Comments on the lessons are brief this time, as there is not much more to add to the descriptions available on the Pumice.si website.

This material is being developed as part of the DALI4US project.

Chapter 1: Introduction

Predictive models, which we discussed in the previous volume, are used when dealing with data that belongs to different groups (which we called classes, types, or categories—in practice, these were professions of dwarves, types of quadrilaterals, or animals). Our task was to discover rules that allow us to determine, based on known characteristics, which group an unknown object belongs to.

Now we face a different problem. The groups are not known—we only have the characteristics of the objects. Our task is to find groups of similar items. This process is called clustering.

Learning predictive models comes naturally to us—it’s just easy to overlook how simple it is. We don’t just learn to predict the weather; we also learn that hitting a finger means pain—something even babies pick up quickly.

In our introduction to predictive models, we told stories about farmers from Vipava, who, for generations, observed the winds, the cloud caps over Nanos, and the temperatures at St. Pancras to predict the weather. Now, let’s look at things from another angle: our ability to perceive clusters is so innate that we cannot even avoid it. Gestalt psychologists have thoroughly studied when and how we recognize clusters. There are several principles of grouping, but the one most relevant here is proximity: we tend to group things that are close together. However, in this case, “close together” won’t refer to physical distance but rather to similarity—two things will be considered close if they are similar.

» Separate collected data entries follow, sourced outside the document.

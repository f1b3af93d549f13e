use ndarray::{linalg, prelude::*};

use super::{Fans, standard};
use crate::{MlErr, Result, arch::activations::ActFn};

/// A 2D convolution over channels-last inputs `(n, h, w, c)` with stride 1 and no padding.
///
/// The kernel is stored as `(kh, kw, c_in, filters)` row-major followed by `filters` biases,
/// so that an im2col patch row multiplies the kernel viewed as `(kh * kw * c_in, filters)`.
#[derive(Clone, Debug)]
pub struct Conv2d {
    in_channels: usize,
    filters: usize,
    kernel: (usize, usize),
    act_fn: Option<ActFn>,

    // Forward metadata
    x_dim: (usize, usize, usize, usize),
    cols: Array2<f32>,
    z: Array2<f32>,
}

impl Conv2d {
    /// Creates a new `Conv2d`.
    ///
    /// # Arguments
    /// * `in_channels` - The amount of channels of the input.
    /// * `filters` - The amount of filters, that is, channels of the output.
    /// * `kernel` - The spatial size of each filter.
    /// * `act_fn` - An optional activation applied to the convolution output.
    pub fn new(
        in_channels: usize,
        filters: usize,
        kernel: (usize, usize),
        act_fn: Option<ActFn>,
    ) -> Self {
        Self {
            in_channels,
            filters,
            kernel,
            act_fn,
            x_dim: (0, 0, 0, 0),
            cols: Array2::zeros((0, 0)),
            z: Array2::zeros((0, 0)),
        }
    }

    /// Returns the amount of parameters this layer has.
    pub fn size(&self) -> usize {
        self.patch_len() * self.filters + self.filters
    }

    pub fn fans(&self) -> Fans {
        let area = self.kernel.0 * self.kernel.1;

        Fans {
            fan_in: area * self.in_channels,
            fan_out: area * self.filters,
            weights: self.patch_len() * self.filters,
            biases: self.filters,
        }
    }

    pub fn output_shape(&self, input: &[usize]) -> Option<Vec<usize>> {
        let &[h, w, c] = input else {
            return None;
        };

        let (kh, kw) = self.kernel;
        if c != self.in_channels || h < kh || w < kw {
            return None;
        }

        Some(vec![h - kh + 1, w - kw + 1, self.filters])
    }

    pub fn forward(&mut self, params: &[f32], x: ArrayD<f32>) -> Result<ArrayD<f32>> {
        let x = x.into_dimensionality::<Ix4>()?;
        let (n, h, w, c) = x.dim();
        let (kh, kw) = self.kernel;

        if c != self.in_channels || h < kh || w < kw {
            return Err(MlErr::InvalidInputShape {
                shape: x.shape().to_vec(),
                reason: "the input does not fit the convolution kernel",
            });
        }

        let (ho, wo) = (h - kh + 1, w - kw + 1);
        let cols = self.im2col(&x, ho, wo);
        let (kernel, biases) = self.view_params(params)?;

        let mut z = cols.dot(&kernel);
        z += &biases;

        let a = match self.act_fn {
            Some(act_fn) => z.mapv(|z| act_fn.f(z)),
            None => z.clone(),
        };

        self.x_dim = (n, h, w, c);
        self.cols = cols;
        self.z = z;

        let a = a.into_shape_with_order((n, ho, wo, self.filters))?;
        Ok(a.into_dyn())
    }

    pub fn backward(
        &mut self,
        params: &[f32],
        grad: &mut [f32],
        d: ArrayD<f32>,
    ) -> Result<ArrayD<f32>> {
        let rows = self.z.nrows();
        let mut d = standard(d).into_shape_with_order((rows, self.filters))?;

        if let Some(act_fn) = &self.act_fn {
            d.zip_mut_with(&self.z, |d, &z| *d *= act_fn.df(z));
        }

        let (mut dk, mut db) = self.view_grad(grad)?;
        linalg::general_mat_mul(1.0, &self.cols.t(), &d, 0.0, &mut dk);
        db.assign(&d.sum_axis(Axis(0)));

        let (kernel, _) = self.view_params(params)?;
        let dcols = d.dot(&kernel.t());
        Ok(self.col2im(&dcols).into_dyn())
    }

    fn patch_len(&self) -> usize {
        self.kernel.0 * self.kernel.1 * self.in_channels
    }

    /// Unfolds every receptive field of `x` into a row, producing a `(n * ho * wo, kh * kw * c)`
    /// matrix.
    fn im2col(&self, x: &Array4<f32>, ho: usize, wo: usize) -> Array2<f32> {
        let n = x.dim().0;
        let (kh, kw) = self.kernel;
        let mut cols = Array2::zeros((n * ho * wo, self.patch_len()));

        for (r, mut row) in cols.outer_iter_mut().enumerate() {
            let (b, i, j) = (r / (ho * wo), (r / wo) % ho, r % wo);
            let patch = x.slice(s![b, i..i + kh, j..j + kw, ..]);
            row.iter_mut().zip(patch.iter()).for_each(|(dst, &src)| *dst = src);
        }

        cols
    }

    /// Folds the patch gradients back onto the input positions they were read from.
    fn col2im(&self, dcols: &Array2<f32>) -> Array4<f32> {
        let (n, h, w, c) = self.x_dim;
        let (kh, kw) = self.kernel;
        let (ho, wo) = (h - kh + 1, w - kw + 1);
        let mut dx = Array4::zeros((n, h, w, c));

        for (r, row) in dcols.outer_iter().enumerate() {
            let (b, i, j) = (r / (ho * wo), (r / wo) % ho, r % wo);
            let mut patch = dx.slice_mut(s![b, i..i + kh, j..j + kw, ..]);
            patch.iter_mut().zip(row.iter()).for_each(|(dst, &src)| *dst += src);
        }

        dx
    }

    fn view_grad<'a>(
        &self,
        grad: &'a mut [f32],
    ) -> Result<(ArrayViewMut2<'a, f32>, ArrayViewMut1<'a, f32>)> {
        let (dk_raw, db_raw) = grad.split_at_mut(self.patch_len() * self.filters);
        let dk = ArrayViewMut2::from_shape((self.patch_len(), self.filters), dk_raw)?;
        let db = ArrayViewMut1::from_shape(self.filters, db_raw)?;
        Ok((dk, db))
    }

    fn view_params<'a>(&self, params: &'a [f32]) -> Result<(ArrayView2<'a, f32>, ArrayView1<'a, f32>)> {
        let (k_raw, b_raw) = params.split_at(self.patch_len() * self.filters);
        let kernel = ArrayView2::from_shape((self.patch_len(), self.filters), k_raw)?;
        let biases = ArrayView1::from_shape(self.filters, b_raw)?;
        Ok((kernel, biases))
    }
}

In the image on the left, we all see four groups. No computer is needed for this. We naturally group things together. A simple example is found in the lesson Hierarchical Clustering, where it’s easy to spot three or four groups of students based on their math skills and soccer abilities.

Our ability to recognize groups fails when the objects we want to cluster are described by more than two variables—since we can’t visualize them. Additionally, we are limited in how we perceive distance; we only see “straight-line distance,” known in mathematics as Euclidean distance, calculated using the Pythagorean theorem. However, Euclidean distance is often not the best measure of similarity.

In such cases, we must rely on computers.

Like prediction, clustering is one of the fundamental tasks in data analysis, and there are many clustering methods. Here, we will explore two: hierarchical clustering and k-means clustering.

Chapter 2: Hierarchical Clustering

The hierarchical clustering algorithm is straightforward.

Initially, each item is its own group.
Merge the two closest groups.
Repeat Step 2 until there is only a single group left.

That's it. :) You can find a more detailed description in our lesson Hierarchical Clustering.

Dendrogram

At first glance, the result of hierarchical clustering is a single large group. That would clearly be pointless.

As the clustering process progresses, it records which two groups were merged at each step and how far apart they were. It displays that in a dendrogram.

δένδρον (déndron) is a Greek word for tree, and γράμμα (grámma) means writing or letter. So the word dendrogram can be translated as a tree diagram or a graphical representation of a tree.

The tree has been created from right to left. From it, we can see the order in which the groups were clustered together: Benjamin and Hannah were the most similar to each other, followed by Ginny and Cecilia, then Andrew and Emma, and so on. The lengths of the lines represent the distances between the groups that were merged.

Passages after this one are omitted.